Muriria v Syokimau Farm Limited & another; Mang’eli & another (Interested Parties) [2022] KEELC 3022 (KLR)
Full Case Text
Muriria v Syokimau Farm Limited & another; Mang’eli & another (Interested Parties) (Environment & Land Case 423 of 2012) [2022] KEELC 3022 (KLR) (20 June 2022) (Ruling)
Neutral citation: [2022] KEELC 3022 (KLR)
Republic of Kenya
In the Environment and Land Court at Machakos
Environment & Land Case 423 of 2012
CA Ochieng, J
June 20, 2022
Between
Benson Njeru Muriria
Plaintiff
and
Syokimau Farm Limited
1st Defendant
Gilbert Magera Noru
2nd Defendant
and
John Kilolo Mang’eli
Interested Party
Chief Land Registrar
Interested Party
Ruling
1. What is before Court for determination is the Plaintiff’s Notice of Motion Application dated the November 25, 2021 brought pursuant to section 1A, 1B, 3A, 63(e) & 95 of the Civil Procedure Act and order 12 rule 7 and order 45 rule 1, 2 & 3 of the Civil Procedure Rules. The Plaintiff seeks the following orders:1. Spent2. That any further proceedings in respect of this case be and are hereby stayed pending hearing and determination of this application.3. That the Order of Honourable Lady Justice Christine A. Ochieng made on the 3rd of November, 2021 dismissing the Plaintiff’s suit filed herein be and is hereby reviewed, varied and/or set aside.4. That the amended suit dated June 5, 2020 be reinstated and reopened.5. That this Honourable Court be pleased to recall the Defendant and all other Defendant’s witnesses for purposes of cross-examination by the Plaintiff’s advocate.6. That this matter be and is hereby referred for case management conference.7. That the Plaintiff’s suit be heard on merit.8. That cost of this application be in the cause.

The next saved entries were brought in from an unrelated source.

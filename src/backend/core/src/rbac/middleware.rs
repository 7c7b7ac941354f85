//! Axum authorization middleware backed by the [`Enforcer`].
//!
//! An upstream authentication layer inserts a [`Principal`] into the request
//! extensions. This layer maps the HTTP method to an [`Action`], normalizes
//! the path to its base resource and asks the enforcer. A denial, a missing
//! principal or an unmapped method all produce a JSON 403; the enforcer is
//! never a source of 500s.

use axum::{
    body::Body,
    extract::{FromRequestParts, Request},
    http::{request::Parts, StatusCode},
    response::{IntoResponse, Response},
    Json,
};
use futures::future::BoxFuture;
use std::sync::Arc;
use std::task::{Context, Poll};
use tower::{Layer, Service};
use tracing::warn;

use super::enforcer::{Decision, Enforcer};
use super::models::{normalize_resource_path, Action, RoleName, UserId};
use crate::error::{ErrorCode, ErrorResponse};

// ═══════════════════════════════════════════════════════════════════════════════
// Request context
// ═══════════════════════════════════════════════════════════════════════════════

/// The authenticated caller, inserted by the authentication layer.
#[derive(Debug, Clone, PartialEq, Eq)]
pub struct Principal {
    pub user_id: UserId,
}

impl Principal {
    pub fn new(user_id: impl Into<UserId>) -> Self {
        Self {
            user_id: user_id.into(),
        }
    }
}

/// What the middleware allowed. Inserted into request extensions for handlers.
#[derive(Debug, Clone, PartialEq, Eq)]
pub struct AuthorizedRequest {
    pub user_id: UserId,
    pub resource: String,
    pub action: Action,
    pub via_role: RoleName,
}

/// Axum extractor for `AuthorizedRequest`.
#[axum::async_trait]
impl<S> FromRequestParts<S> for AuthorizedRequest
where
    S: Send + Sync,
{
    type Rejection = Response;

    async fn from_request_parts(parts: &mut Parts, _state: &S) -> Result<Self, Self::Rejection> {
        parts
            .extensions
            .get::<AuthorizedRequest>()
            .cloned()
            .ok_or_else(|| {
                let body = ErrorResponse::new(
                    ErrorCode::ConfigurationError,
                    "Authorization context not available. Ensure AuthorizeLayer is applied.",
                );
                (StatusCode::INTERNAL_SERVER_ERROR, Json(body)).into_response()
            })
    }
}

// ═══════════════════════════════════════════════════════════════════════════════
// Tower Layer
// ═══════════════════════════════════════════════════════════════════════════════

/// Layer that checks every request against the enforcer.
///
/// # Example
///
/// ```rust,ignore
/// let app = Router::new()
///     .route("/api/users/:id", get(show_user))
///     .layer(AuthorizeLayer::new(enforcer.clone()))
///     .layer(authenticate);
/// ```
#[derive(Clone)]
pub struct AuthorizeLayer {
    enforcer: Arc<Enforcer>,
}

impl AuthorizeLayer {
    pub fn new(enforcer: Arc<Enforcer>) -> Self {
        Self { enforcer }
    }
}

impl<S> Layer<S> for AuthorizeLayer {
    type Service = AuthorizeService<S>;

    fn layer(&self, inner: S) -> Self::Service {
        AuthorizeService {
            inner,
            enforcer: self.enforcer.clone(),
        }
    }
}

// ═══════════════════════════════════════════════════════════════════════════════
// Tower Service
// ═══════════════════════════════════════════════════════════════════════════════

#[derive(Clone)]
pub struct AuthorizeService<S> {
    inner: S,
    enforcer: Arc<Enforcer>,
}

impl<S> Service<Request<Body>> for AuthorizeService<S>
where
    S: Service<Request<Body>, Response = Response> + Clone + Send + 'static,
    S::Future: Send,
{
    type Response = Response;
    type Error = S::Error;
    type Future = BoxFuture<'static, Result<Self::Response, Self::Error>>;

    fn poll_ready(&mut self, cx: &mut Context<'_>) -> Poll<Result<(), Self::Error>> {
        self.inner.poll_ready(cx)
    }

    fn call(&mut self, mut request: Request<Body>) -> Self::Future {
        let enforcer = self.enforcer.clone();
        let mut inner = self.inner.clone();

        Box::pin(async move {
            let Some(principal) = request.extensions().get::<Principal>().cloned() else {
                return Ok(forbidden_response("Authentication required for this resource"));
            };

            let Some(action) = Action::from_method(request.method().as_str()) else {
                warn!(
                    user_id = %principal.user_id,
                    method = %request.method(),
                    "Method has no action mapping"
                );
                return Ok(forbidden_response(&format!(
                    "Method {} is not permitted",
                    request.method()
                )));
            };

            let resource = normalize_resource_path(request.uri().path());

            match enforcer.decide(principal.user_id.as_str(), &resource, action) {
                Decision::Allow { via_role } => {
                    request.extensions_mut().insert(AuthorizedRequest {
                        user_id: principal.user_id,
                        resource,
                        action,
                        via_role,
                    });
                    inner.call(request).await
                }
                Decision::Deny(reason) => {
                    warn!(
                        user_id = %principal.user_id,
                        resource = %resource,
                        action = %action,
                        reason = %reason,
                        "Permission denied"
                    );
                    Ok(forbidden_response(&format!(
                        "You do not have permission to {} {}",
                        action, resource
                    )))
                }
            }
        })
    }
}

/// Build a 403 Forbidden JSON response.
fn forbidden_response(message: &str) -> Response {
    let body = ErrorResponse::new(ErrorCode::Forbidden, message);
    (StatusCode::FORBIDDEN, Json(body)).into_response()
}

2. The Application is premised on the grounds on the face of it and the Supporting Affidavit of Benson Njeru Muriria where he deposes that on 3rd November, 2021 he was indisposed and thus could not attend court, which fact was communicated to the Defendants’ Advocates via email on 2nd November, 2021. He claims on 3rd November, 2021, Mr. Mbai sought to mention this matter virtually but was informed that the matter would be mentioned in court at 11:30am. He avers that Mr. Mbati informed court he would be there at 12:30pm as he was attending to another matter in Milimani Court. Further, that Mr. Mbati left for Machakos and informed Mr. Kamunde. He further claims Mr. Mbati arrived at around 12:00noon and met Mr. Kamunde who informed him the matter had proceeded with the Defendant’s Counterclaim and the Plaintiff’s suit had been dismissed. He insists his case was dismissed and the Counterclaim proceeded without him being accorded an opportunity. He reiterates that he now risks losing his property which he has litigated over for 10-13 years. Further, to deny him an opportunity to be heard is tantamount to driving him away from the temple of justice. He reaffirms that he is ready to proceed with his suit and that the Defendant’s advocate is guilty of malafides, misrepresentation and non disclosure of material information. Further, that Mr. Kamunde, advocate for the 2nd Defendant was well aware he was indisposed. He further states that the orders of dismissal of his suit and consequent proceeding of the Defendant’s Counter-claim was obtained through misrepresentation by the Defendant’s advocates. Further, that the 1st and 2nd Interested Parties are yet to file their responses to the Plaintiff’s suit. He contends that the Court ought to have ordered the Chief Land Registrar to file his response or at the very least summon him to shed light on the dispute between the Defendant and himself. Further, that this matter was not ripe for hearing as pre trial directions had not been complied with. He further insists he will be prejudiced if the orders sought are not set aside. Further, that the Defendant will not be prejudiced.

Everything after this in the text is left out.